A crise da saúde pública municipal é apurada pelo Ministério Público do Estado do Rio de Janeiro (MPRJ) há algum tempo. A VOZ DA SERRA apurou que uma investigação pode desencadear o fechamento da Unidade de Pronto Atendimento (UPA), no distrito de Conselheiro Paulino, importante unidade de emergência que tem sido usada para reduzir a quantidade de pacientes que buscam por atendimento no Hospital Raul Sertã. A UPA tem sido mantida pela prefeitura e o governo federal, porque há quase um ano o estado não repassa a sua parte dos recursos.
Na última quinta-feira, 3, mais uma denúncia chegou ao MP. Os vereadores Pierre Moraes e Éder Carpi (Ceará) protocolaram na 1ª Promotoria de Justiça de Tutela Coletiva de Nova Friburgo um pedido para que o órgão apure as irregularidades nas unidades de saúde do município e também comunique ao Ministério Público do Trabalho (MPT) os cortes nos salários dos médicos.
“Uma paralisação dos médicos atinge profundamente a população. Os médicos estão corretos porque a prefeitura violou um direito trabalhista previsto na Constituição Federal. Não pode haver redução de salário, isso está, inclusive, na Lei Orgânica do município. É preciso assegurar o direito da população à saúde e também garantir os direitos trabalhistas dos médicos, pois isto é dever do estado”, disse o vereador Pierre.
O Conselho Regional de Medicina do Estado do Rio de Janeiro (Cremerj) também se manifestou contrário aos cortes nos salários dos profissionais. Em nota, informou nesta sexta-feira, 4, que vai cobrar esclarecimentos do secretário municipal de Saúde, Rafael Tavares, e acompanhará o caso junto ao Sindicato dos Médicos, órgão responsável pelas questões trabalhistas da categoria.
Tesourada no salário
O corte nos salários do funcionalismo público municipal foi efetuado na folha de pagamento do mês passado.

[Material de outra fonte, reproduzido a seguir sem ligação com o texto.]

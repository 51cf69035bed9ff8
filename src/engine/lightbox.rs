// SPDX-License-Identifier: MPL-2.0
//! Fullscreen lightbox session.
//!
//! At most one session exists at a time; opening while another is active
//! replaces it. Navigation wraps modularly in both directions. Navigation
//! and close requests arriving while no session is open are stale input
//! from the just-dismissed overlay and are dropped silently.

use crate::content::ImageRef;

/// The active lightbox session, if any.
#[derive(Debug, Clone, Default)]
pub struct LightboxState {
    session: Option<Session>,
}

#[derive(Debug, Clone)]
struct Session {
    images: Vec<ImageRef>,
    index: usize,
}

/// Read-only view of an open session, handed to the overlay renderer.
#[derive(Debug, Clone, Copy, PartialEq, Eq)]
pub struct LightboxView<'a> {
    pub image: &'a ImageRef,
    pub index: usize,
    pub len: usize,
}

impl LightboxView<'_> {
    /// Position counter, one-based and zero-padded: `04 / 09`.
    #[must_use]
    pub fn counter_label(&self) -> String {
        format!("{:02} / {:02}", self.index + 1, self.len)
    }
}

impl LightboxState {
    /// Opens a session over `images` starting at `start`.
    ///
    /// Callers must pass a non-empty sequence and an in-range start index;
    /// anything else is a caller bug. Debug builds assert, release builds
    /// drop an empty open and clamp an out-of-range start.
    pub fn open(&mut self, images: Vec<ImageRef>, start: usize) {
        debug_assert!(!images.is_empty(), "lightbox opened with no images");
        debug_assert!(
            images.is_empty() || start < images.len(),
            "lightbox start index {start} out of range for {} images",
            images.len()
        );

        if images.is_empty() {
            return;
        }
        let index = start.min(images.len() - 1);
        self.session = Some(Session { images, index });
    }

    /// Advances to the next image, wrapping past the end.
    pub fn next(&mut self) {
        if let Some(session) = &mut self.session {
            session.index = (session.index + 1) % session.images.len();
        }
    }

    /// Steps back to the previous image, wrapping past the start.
    pub fn previous(&mut self) {
        if let Some(session) = &mut self.session {
            session.index =
                (session.index + session.images.len() - 1) % session.images.len();
        }
    }

    /// Dismisses the session. Safe to call when none is open.
    pub fn close(&mut self) {
        self.session = None;
    }

    #[must_use]
    pub fn is_open(&self) -> bool {
        self.session.is_some()
    }

    /// Snapshot of the open session for rendering.
    #[must_use]
    pub fn view(&self) -> Option<LightboxView<'_>> {
        self.session.as_ref().map(|session| LightboxView {
            image: &session.images[session.index],
            index: session.index,
            len: session.images.len(),
        })
    }
}

#[cfg(test)]
mod tests {
    use super::*;

    fn sheets(count: usize) -> Vec<ImageRef> {
        (1..=count)
            .map(|i| ImageRef::new(format!("assets/test/sheet-{i:02}.jpg")))
            .collect()
    }

    #[test]
    fn open_starts_at_requested_index() {
        let mut state = LightboxState::default();
        state.open(sheets(9), 3);

        let view = state.view().expect("session open");
        assert_eq!(view.index, 3);
        assert_eq!(view.len, 9);
        assert_eq!(view.image.as_str(), "assets/test/sheet-04.jpg");
    }

    #[test]
    fn next_wraps_past_the_end() {
        let mut state = LightboxState::default();
        state.open(sheets(3), 2);

        state.next();
        assert_eq!(state.view().expect("open").index, 0);
    }

    #[test]
    fn previous_wraps_past_the_start() {
        let mut state = LightboxState::default();
        state.open(sheets(3), 0);

        state.previous();
        assert_eq!(state.view().expect("open").index, 2);
    }

    #[test]
    fn single_image_wraps_to_itself() {
        let mut state = LightboxState::default();
        state.open(sheets(1), 0);

        state.next();
        assert_eq!(state.view().expect("open").index, 0);
        state.previous();
        assert_eq!(state.view().expect("open").index, 0);
    }

    #[test]
    fn navigation_after_close_is_a_no_op() {
        let mut state = LightboxState::default();
        state.open(sheets(3), 1);
        state.close();

        state.next();
        state.previous();
        state.close();
        assert!(!state.is_open());
        assert!(state.view().is_none());
    }

    #[test]
    fn navigation_before_any_open_is_a_no_op() {
        let mut state = LightboxState::default();
        state.next();
        state.previous();
        assert!(!state.is_open());
    }

    #[test]
    fn reopening_replaces_the_session() {
        let mut state = LightboxState::default();
        state.open(sheets(9), 5);
        state.open(sheets(2), 1);

        let view = state.view().expect("session open");
        assert_eq!(view.len, 2);
        assert_eq!(view.index, 1);
    }

    #[test]
    fn counter_label_is_one_based_and_padded() {
        let mut state = LightboxState::default();
        state.open(sheets(9), 3);
        assert_eq!(state.view().expect("open").counter_label(), "04 / 09");

        state.open(sheets(12), 11);
        assert_eq!(state.view().expect("open").counter_label(), "12 / 12");
    }

    #[test]
    #[cfg(not(debug_assertions))]
    fn release_build_ignores_empty_open() {
        let mut state = LightboxState::default();
        state.open(Vec::new(), 0);
        assert!(!state.is_open());
    }

    #[test]
    #[cfg(not(debug_assertions))]
    fn release_build_clamps_out_of_range_start() {
        let mut state = LightboxState::default();
        state.open(sheets(3), 7);
        assert_eq!(state.view().expect("open").index, 2);
    }

    #[test]
    #[cfg(debug_assertions)]
    #[should_panic(expected = "no images")]
    fn debug_build_rejects_empty_open() {
        let mut state = LightboxState::default();
        state.open(Vec::new(), 0);
    }
}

No último dia 5 de outubro, o prefeito Rogério Cabral publicou no Diário Oficial a portaria 685, que cortou todas as gratificações previstas na lei complementar 79/2013.
As gratificações são benefícios concedidos aos servidores de acordo com a complexidade das atividades exercidas, o grau de responsabilidade e de dedicação e comprometimento do servidor público. O benefício pago variava de R$ 250 a R$ 3 mil.
Na mesma edição do DO, a administração municipal exonerou 16 funcionários para se adequar a Lei de Responsabilidade Fiscal (LRF). A medida faz parte dos cortes promovidos pela prefeitura, no último mês, para regularizar os gastos com a folha de pagamento que estão quase superando o limite de 54% do orçamento estipulados pela lei. O desequilíbrio ocorre, segundo o Executivo, por causa da crise financeira que faz minguar, há pelo menos dois anos, a arrecadação de impostos e os repasses feitos pelos governos estadual e federal.
A Prefeitura de Nova Friburgo já informou na última semana que não foi notificada de nenhuma greve dos médicos, e, ao contrário do que diz o sindicato, acrescentou que “a redução das remunerações foi definida após reunião com os representantes da classe, na qual os profissionais preferiram a redução de 30% dos rendimentos variáveis como: sobreaviso de emergência; gratificação de atividade hospitalar e salário plantão, em contrapartida de demissões”, diz a nota.